There are not modern markets without government regulation. Let me throw some "P" words at you: private property, police, prisons. The market without governments is the one where I don't pay my mortgage and I walk into the supermarket and take whatever I want. A sizable chunk of our economy is founded on copyright and patents. Try doing that without a government. I believe the libertarian mental error lies in the belief in certain "natural rights" that governments might restrict but by definition cannot provide. Somehow they imagine private property is a natural right I think.
But private property can't be a natural right. Clubbing any sucker who steps into territory you think is yours might be a "natural prerogative," but since the concept of ownership doesn't even extend to ever culture... but I digress.

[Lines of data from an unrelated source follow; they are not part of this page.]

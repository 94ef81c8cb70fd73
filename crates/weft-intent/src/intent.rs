use std::fmt;

use serde::{Deserialize, Serialize};
use weft_net::{DeviceProgram, NetworkResource};

/// Stable identity of one logical connectivity request. Recompilations and
/// resubmissions of the same request share the key.
#[derive(Debug, Clone, PartialEq, Eq, Hash, PartialOrd, Ord, Serialize, Deserialize)]
pub struct IntentKey(String);

impl IntentKey {
    pub fn new(key: impl Into<String>) -> Self {
        Self(key.into())
    }

    pub fn as_str(&self) -> &str {
        &self.0
    }
}

impl fmt::Display for IntentKey {
    fn fmt(&self, f: &mut fmt::Formatter<'_>) -> fmt::Result {
        f.write_str(&self.0)
    }
}

/// Owning application.
#[derive(Debug, Clone, PartialEq, Eq, Hash, Serialize, Deserialize)]
pub struct ApplicationId(String);

impl ApplicationId {
    pub fn new(id: impl Into<String>) -> Self {
        Self(id.into())
    }

    pub fn as_str(&self) -> &str {
        &self.0
    }
}

impl fmt::Display for ApplicationId {
    fn fmt(&self, f: &mut fmt::Formatter<'_>) -> fmt::Result {
        f.write_str(&self.0)
    }
}

/// Tagged intent kind. Compiler and installer registries are keyed on this
/// tag; [`IntentKind::fallback`] is the statically declared delegation chain
/// a registry walks when no binding exists for the exact kind.
#[derive(Debug, Clone, Copy, PartialEq, Eq, Hash, Serialize, Deserialize)]
#[serde(rename_all = "snake_case")]
pub enum IntentKind {
    /// Connectivity between two end hosts.
    HostToHost,
    /// Connectivity between two connect points.
    PointToPoint,
    /// Many ingress points funneled to one egress.
    MultiPointToSinglePoint,
    /// An explicit set of links to carry traffic over.
    LinkCollection,
    /// Leaf: concrete device programs, dispatched as a staged batch.
    FlowProgram,
    /// Leaf: concrete device programs, dispatched one objective at a time.
    ObjectiveSet,
}

impl IntentKind {
    /// Next kind to consult when no compiler/installer is registered for
    /// this one. The chain is finite and acyclic by construction.
    pub fn fallback(self) -> Option<IntentKind> {
        match self {
            IntentKind::HostToHost => Some(IntentKind::PointToPoint),
            IntentKind::MultiPointToSinglePoint => Some(IntentKind::LinkCollection),
            _ => None,
        }
    }

    /// Leaf kinds describe device-level actions and need no compilation.
    pub fn is_installable(self) -> bool {
        matches!(self, IntentKind::FlowProgram | IntentKind::ObjectiveSet)
    }

    /// Whether installables of this kind expose their device programs in a
    /// form the coordinator may compare for overlap elimination. Other
    /// kinds are always uninstalled and reinstalled across a recompilation.
    pub fn carries_programs(self) -> bool {
        matches!(self, IntentKind::FlowProgram)
    }

    /// Kinds that tolerate partial failure are retried opportunistically by
    /// every full recompilation sweep.
    pub fn tolerates_partial_failure(self) -> bool {
        matches!(self, IntentKind::MultiPointToSinglePoint)
    }
}

/// Immutable declarative connectivity request.
///
/// Never mutated after creation; re-submitting produces a new value sharing
/// the same [`IntentKey`].
#[derive(Debug, Clone, PartialEq, Eq, Serialize, Deserialize)]
pub struct Intent {
    pub key: IntentKey,
    pub app_id: ApplicationId,
    pub kind: IntentKind,
    /// Topology resources this intent depends on.
    pub resources: Vec<NetworkResource>,
    /// Leaf intents are device-programmable and skip compilation.
    pub installable: bool,
    /// Compiler-specific parameters; opaque to the framework.
    pub params: serde_json::Value,
    /// Device programs, populated by compilers for program-bearing leaves.
    pub programs: Vec<DeviceProgram>,
}

impl Intent {
    pub fn builder(
        key: IntentKey,
        app_id: ApplicationId,
        kind: IntentKind,
    ) -> IntentBuilder {
        IntentBuilder {
            intent: Intent {
                key,
                app_id,
                kind,
                resources: Vec::new(),
                installable: kind.is_installable(),
                params: serde_json::Value::Null,
                programs: Vec::new(),
            },
        }
    }
}

pub struct IntentBuilder {
    intent: Intent,
}

impl IntentBuilder {
    pub fn resource(mut self, resource: NetworkResource) -> Self {
        self.intent.resources.push(resource);
        self
    }

    pub fn resources(mut self, resources: impl IntoIterator<Item = NetworkResource>) -> Self {
        self.intent.resources.extend(resources);
        self
    }

    pub fn params(mut self, params: serde_json::Value) -> Self {
        self.intent.params = params;
        self
    }

    pub fn programs(mut self, programs: Vec<DeviceProgram>) -> Self {
        self.intent.programs = programs;
        self
    }

    pub fn build(self) -> Intent {
        self.intent
    }
}

#[cfg(test)]
mod tests {
    use super::*;

    #[test]
    fn fallback_chain_is_acyclic() {
        for kind in [
            IntentKind::HostToHost,
            IntentKind::PointToPoint,
            IntentKind::MultiPointToSinglePoint,
            IntentKind::LinkCollection,
            IntentKind::FlowProgram,
            IntentKind::ObjectiveSet,
        ] {
            let mut seen = vec![kind];
            let mut cur = kind;
            while let Some(next) = cur.fallback() {
                assert!(!seen.contains(&next), "cycle through {next:?}");
                seen.push(next);
                cur = next;
            }
        }
    }

    #[test]
    fn builder_defaults_installable_from_kind() {
        let leaf = Intent::builder(
            IntentKey::new("k"),
            ApplicationId::new("app"),
            IntentKind::FlowProgram,
        )
        .build();
        assert!(leaf.installable);

        let high = Intent::builder(
            IntentKey::new("k"),
            ApplicationId::new("app"),
            IntentKind::PointToPoint,
        )
        .build();
        assert!(!high.installable);
    }
}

The point is that modern markets, at least, function on rights of ownership. Those are defined by the government, and they are secured by govt institutions. So what can be owned and what rights an owner may have are issues regulated by the government. The bottom line is that the issue can never be whether or not to have government regulation, but rather what kind of regulation you want.

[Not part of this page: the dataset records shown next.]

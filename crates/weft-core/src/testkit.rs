//! In-memory doubles for exercising the framework without devices.

use std::collections::HashSet;
use std::sync::Mutex;

use async_trait::async_trait;
use tokio::sync::Notify;
use weft_intent::IntentEvent;
use weft_net::{
    DeviceId, ProgramBatch, ProgramError, ProgramOp, ProgramSink,
};

use crate::manager::IntentListener;

/// A [`ProgramSink`] that records every dispatched operation and can be told
/// to reject anything targeting a given device.
#[derive(Default)]
pub struct RecordingSink {
    ops: Mutex<Vec<ProgramOp>>,
    batches: Mutex<Vec<ProgramBatch>>,
    failing: Mutex<HashSet<DeviceId>>,
}

impl RecordingSink {
    pub fn new() -> Self {
        Self::default()
    }

    /// All operations applied so far, batch stages flattened in order.
    pub fn ops(&self) -> Vec<ProgramOp> {
        self.ops.lock().unwrap().clone()
    }

    pub fn batches(&self) -> Vec<ProgramBatch> {
        self.batches.lock().unwrap().clone()
    }

    /// Makes every future operation against `device` fail.
    pub fn fail_device(&self, device: DeviceId) {
        self.failing.lock().unwrap().insert(device);
    }

    pub fn heal_device(&self, device: &DeviceId) {
        self.failing.lock().unwrap().remove(device);
    }

    pub fn clear(&self) {
        self.ops.lock().unwrap().clear();
        self.batches.lock().unwrap().clear();
    }

    fn check(&self, op: &ProgramOp) -> Result<(), ProgramError> {
        let device = &op.program.device;
        if self.failing.lock().unwrap().contains(device) {
            return Err(ProgramError::Rejected {
                device: device.clone(),
                reason: "injected failure".into(),
            });
        }
        Ok(())
    }
}

#[async_trait]
impl ProgramSink for RecordingSink {
    async fn apply_batch(&self, batch: ProgramBatch) -> Result<(), ProgramError> {
        self.batches.lock().unwrap().push(batch.clone());
        for stage in batch.stages() {
            for op in &stage.0 {
                self.check(op)?;
                self.ops.lock().unwrap().push(op.clone());
            }
        }
        Ok(())
    }

    async fn apply_op(&self, op: ProgramOp) -> Result<(), ProgramError> {
        self.check(&op)?;
        self.ops.lock().unwrap().push(op);
        Ok(())
    }
}

/// An [`IntentListener`] that records events and wakes waiters on each one.
#[derive(Default)]
pub struct CollectingListener {
    events: Mutex<Vec<IntentEvent>>,
    notify: Notify,
}

impl CollectingListener {
    pub fn new() -> Self {
        Self::default()
    }

    pub fn events(&self) -> Vec<IntentEvent> {
        self.events.lock().unwrap().clone()
    }

    /// Waits until `predicate` holds over the events seen so far.
    pub async fn wait_for<F>(&self, predicate: F)
    where
        F: Fn(&[IntentEvent]) -> bool,
    {
        loop {
            let notified = self.notify.notified();
            if predicate(&self.events.lock().unwrap()) {
                return;
            }
            notified.await;
        }
    }
}

impl IntentListener for CollectingListener {
    fn on_event(&self, event: &IntentEvent) {
        self.events.lock().unwrap().push(event.clone());
        self.notify.notify_waiters();
    }
}
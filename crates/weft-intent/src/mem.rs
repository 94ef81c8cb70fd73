use std::collections::HashMap;
use std::sync::{Arc, RwLock};
use std::time::Duration;

use crate::data::IntentData;
use crate::event::IntentEvent;
use crate::intent::IntentKey;
use crate::state::IntentState;
use crate::store::{IntentStore, StoreResult};

/// In-memory intent store for tests and single-node deployments. Writes are
/// serialized per map by the lock, which gives the per-key linearizable
/// read-modify-write the contract asks for.
#[derive(Clone, Default)]
pub struct MemIntentStore {
    current: Arc<RwLock<HashMap<IntentKey, IntentData>>>,
    pending: Arc<RwLock<HashMap<IntentKey, IntentData>>>,
}

impl std::fmt::Debug for MemIntentStore {
    fn fmt(&self, f: &mut std::fmt::Formatter<'_>) -> std::fmt::Result {
        f.debug_struct("MemIntentStore")
            .field("current", &self.current.read().unwrap().len())
            .field("pending", &self.pending.read().unwrap().len())
            .finish()
    }
}

impl MemIntentStore {
    pub fn new() -> Self {
        Self::default()
    }

    fn settled(state: IntentState) -> bool {
        state.is_terminal()
    }
}

impl IntentStore for MemIntentStore {
    fn add_pending(&self, data: IntentData) -> StoreResult<Option<IntentEvent>> {
        let event = IntentEvent::from_data(&data);
        let mut pending = self.pending.write().unwrap();
        // Last write wins per key; an older resubmission never clobbers a
        // newer request.
        match pending.get(&data.key) {
            Some(existing) if existing.updated_at_ms > data.updated_at_ms => Ok(None),
            _ => {
                pending.insert(data.key.clone(), data);
                Ok(event)
            }
        }
    }

    fn write(&self, data: IntentData) -> StoreResult<Option<IntentEvent>> {
        let event = IntentEvent::from_data(&data);
        {
            let mut pending = self.pending.write().unwrap();
            if let Some(p) = pending.get(&data.key) {
                if p.updated_at_ms <= data.updated_at_ms {
                    pending.remove(&data.key);
                }
            }
        }
        self.current
            .write()
            .unwrap()
            .insert(data.key.clone(), data);
        Ok(event)
    }

    fn batch_write(&self, batch: Vec<IntentData>) -> StoreResult<Vec<IntentEvent>> {
        let mut events = Vec::with_capacity(batch.len());
        for data in batch {
            if let Some(event) = self.write(data)? {
                events.push(event);
            }
        }
        Ok(events)
    }

    fn get(&self, key: &IntentKey) -> Option<IntentData> {
        self.current.read().unwrap().get(key).cloned()
    }

    fn pending(&self, key: &IntentKey) -> Option<IntentData> {
        self.pending.read().unwrap().get(key).cloned()
    }

    fn intent_data(&self, include_transient: bool, older_than: Duration) -> Vec<IntentData> {
        self.current
            .read()
            .unwrap()
            .values()
            .filter(|d| include_transient || Self::settled(d.state))
            .filter(|d| d.age() >= older_than)
            .cloned()
            .collect()
    }

    fn pending_data(&self, older_than: Duration) -> Vec<IntentData> {
        self.pending
            .read()
            .unwrap()
            .values()
            .filter(|d| d.age() >= older_than)
            .cloned()
            .collect()
    }

    fn remove(&self, key: &IntentKey) -> Option<IntentData> {
        self.pending.write().unwrap().remove(key);
        self.current.write().unwrap().remove(key)
    }

    fn is_master(&self, _key: &IntentKey) -> bool {
        true
    }
}
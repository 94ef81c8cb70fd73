use std::sync::Mutex;
use std::time::Duration;

use tokio::task::JoinHandle;

/// A single cancellable delayed task with explicit "already scheduled"
/// state. Used for debouncing: scheduling while a run is pending is a no-op,
/// so a burst of triggers coalesces into one execution.
#[derive(Debug, Default)]
pub struct DelayedTask {
    handle: Mutex<Option<JoinHandle<()>>>,
}

impl DelayedTask {
    pub fn new() -> Self {
        Self::default()
    }

    /// Whether a run is scheduled and has not completed yet.
    pub fn is_scheduled(&self) -> bool {
        self.handle
            .lock()
            .unwrap()
            .as_ref()
            .is_some_and(|h| !h.is_finished())
    }

    /// Schedules `task` to run once after `delay`, unless a run is already
    /// pending. Returns whether the task was scheduled.
    pub fn schedule<F>(&self, delay: Duration, task: F) -> bool
    where
        F: FnOnce() + Send + 'static,
    {
        let mut guard = self.handle.lock().unwrap();
        if guard.as_ref().is_some_and(|h| !h.is_finished()) {
            return false;
        }
        *guard = Some(tokio::spawn(async move {
            tokio::time::sleep(delay).await;
            task();
        }));
        true
    }

    pub fn cancel(&self) {
        if let Some(handle) = self.handle.lock().unwrap().take() {
            handle.abort();
        }
    }
}

impl Drop for DelayedTask {
    fn drop(&mut self) {
        self.cancel();
    }
}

Of course in the global economy, national governments are only players. Even within the national economy the government is turned inside-out and made part of the market by giant corporations, industries, and other deep-pocket interests. I totally understand complaints about bureaucracy and inefficiency but part of it is the mockery the market has made of the government.
Personally, I would like to see web access be fast, cheap/free, and broadly accessible. I also want to have as much freedom as possible in my use of that access. Now it's hardly the most important social issue in the world, but it's not unimportant either. Sadly though everyone pretty much agrees on these goals, we enter an ideological debate over how to get there. And the debate has nothing to do with the internet. Those who are opposed to govt regulation are opposed to it in virtually every instance.
Why can't we frame the debate in a different way? Why not start by talking about what actually needs to be done and then start figuring out who might be best to do those things? Maybe some things might be better done by the govt and others by private interests.
Here's my strictly personal perspective. What would it take for all my students to have high-speed internet access for their online courses? Most do, but not all. Some don't have access where they live. Clearly there's little or no commercial incentive to reach them. But if the govt is going to go out and lay that wire (or pay for it to be laid in some way--tax breaks, grants, whatever) so that those folks can become paying customers of TimeWarner or Verizon or whoever will provide them access, as a citizen I want something in return from those corporate interests.